▸ WORK TO COMPLETE
Report only how many lines below include "verify".

[Stored items]
┏━━

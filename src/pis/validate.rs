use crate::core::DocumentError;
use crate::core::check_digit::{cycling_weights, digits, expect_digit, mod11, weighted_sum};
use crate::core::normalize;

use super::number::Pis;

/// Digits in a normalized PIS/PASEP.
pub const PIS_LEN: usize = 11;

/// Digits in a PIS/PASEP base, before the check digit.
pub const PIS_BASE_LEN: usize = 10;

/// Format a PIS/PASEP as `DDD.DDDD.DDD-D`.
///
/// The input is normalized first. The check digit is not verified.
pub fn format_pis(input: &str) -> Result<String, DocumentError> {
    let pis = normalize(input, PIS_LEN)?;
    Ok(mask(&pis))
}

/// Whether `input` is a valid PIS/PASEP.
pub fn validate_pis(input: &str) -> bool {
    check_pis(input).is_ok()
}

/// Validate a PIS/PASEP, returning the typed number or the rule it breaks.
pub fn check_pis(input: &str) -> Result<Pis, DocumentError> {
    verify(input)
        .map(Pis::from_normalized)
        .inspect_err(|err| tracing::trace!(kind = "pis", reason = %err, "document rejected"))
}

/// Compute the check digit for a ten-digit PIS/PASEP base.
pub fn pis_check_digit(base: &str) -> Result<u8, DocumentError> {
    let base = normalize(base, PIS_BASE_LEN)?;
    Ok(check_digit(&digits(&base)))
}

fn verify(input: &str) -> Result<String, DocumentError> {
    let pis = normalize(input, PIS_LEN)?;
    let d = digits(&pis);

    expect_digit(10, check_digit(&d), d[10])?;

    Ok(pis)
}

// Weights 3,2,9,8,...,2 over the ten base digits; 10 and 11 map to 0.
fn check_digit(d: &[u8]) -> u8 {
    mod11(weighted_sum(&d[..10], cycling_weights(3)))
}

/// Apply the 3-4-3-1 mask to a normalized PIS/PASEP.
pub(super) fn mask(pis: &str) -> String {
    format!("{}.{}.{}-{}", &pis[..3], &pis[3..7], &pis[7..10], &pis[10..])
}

┗━━
┏━━

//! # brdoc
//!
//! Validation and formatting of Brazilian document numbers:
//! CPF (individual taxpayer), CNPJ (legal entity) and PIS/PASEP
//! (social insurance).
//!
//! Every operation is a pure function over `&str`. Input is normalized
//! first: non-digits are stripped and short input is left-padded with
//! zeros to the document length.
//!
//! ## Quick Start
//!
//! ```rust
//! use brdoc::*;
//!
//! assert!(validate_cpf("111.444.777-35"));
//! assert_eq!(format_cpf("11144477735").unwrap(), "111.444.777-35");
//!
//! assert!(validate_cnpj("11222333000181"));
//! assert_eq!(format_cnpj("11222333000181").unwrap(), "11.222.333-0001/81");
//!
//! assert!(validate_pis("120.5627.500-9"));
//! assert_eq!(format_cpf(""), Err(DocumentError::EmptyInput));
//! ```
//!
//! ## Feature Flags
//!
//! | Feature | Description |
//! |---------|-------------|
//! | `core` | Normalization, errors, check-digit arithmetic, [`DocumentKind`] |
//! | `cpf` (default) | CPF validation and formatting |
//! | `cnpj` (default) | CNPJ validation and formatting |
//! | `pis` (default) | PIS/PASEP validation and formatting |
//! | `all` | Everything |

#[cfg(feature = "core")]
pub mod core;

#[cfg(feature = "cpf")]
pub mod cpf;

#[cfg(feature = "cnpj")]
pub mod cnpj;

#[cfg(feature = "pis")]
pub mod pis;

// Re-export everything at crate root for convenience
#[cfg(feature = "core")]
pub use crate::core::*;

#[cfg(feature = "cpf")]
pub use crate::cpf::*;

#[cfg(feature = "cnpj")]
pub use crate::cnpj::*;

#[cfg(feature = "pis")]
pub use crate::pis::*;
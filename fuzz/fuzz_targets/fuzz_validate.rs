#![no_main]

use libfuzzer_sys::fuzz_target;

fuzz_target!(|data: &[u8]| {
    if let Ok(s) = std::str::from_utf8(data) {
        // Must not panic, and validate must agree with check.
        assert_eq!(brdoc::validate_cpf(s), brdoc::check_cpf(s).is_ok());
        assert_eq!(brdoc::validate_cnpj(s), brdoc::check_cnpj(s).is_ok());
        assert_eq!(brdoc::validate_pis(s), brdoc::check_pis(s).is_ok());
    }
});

┗━━
┏━━

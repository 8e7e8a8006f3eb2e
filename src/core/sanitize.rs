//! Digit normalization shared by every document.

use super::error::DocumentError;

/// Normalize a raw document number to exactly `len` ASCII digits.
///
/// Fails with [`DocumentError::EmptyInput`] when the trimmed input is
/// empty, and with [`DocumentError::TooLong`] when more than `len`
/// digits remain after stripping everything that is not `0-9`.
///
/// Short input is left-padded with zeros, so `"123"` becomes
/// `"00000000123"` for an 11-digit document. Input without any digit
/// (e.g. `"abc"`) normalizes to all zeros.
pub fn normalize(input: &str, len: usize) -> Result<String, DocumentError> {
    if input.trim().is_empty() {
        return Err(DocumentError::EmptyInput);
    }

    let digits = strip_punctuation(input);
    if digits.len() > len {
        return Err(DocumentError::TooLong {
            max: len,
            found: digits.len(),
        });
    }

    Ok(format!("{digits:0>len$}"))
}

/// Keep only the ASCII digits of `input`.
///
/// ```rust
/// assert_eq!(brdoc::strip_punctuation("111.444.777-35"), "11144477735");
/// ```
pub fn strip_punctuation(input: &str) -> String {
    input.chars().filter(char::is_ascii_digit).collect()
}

┗━━

▸ RESULT FOR THIS TASK
2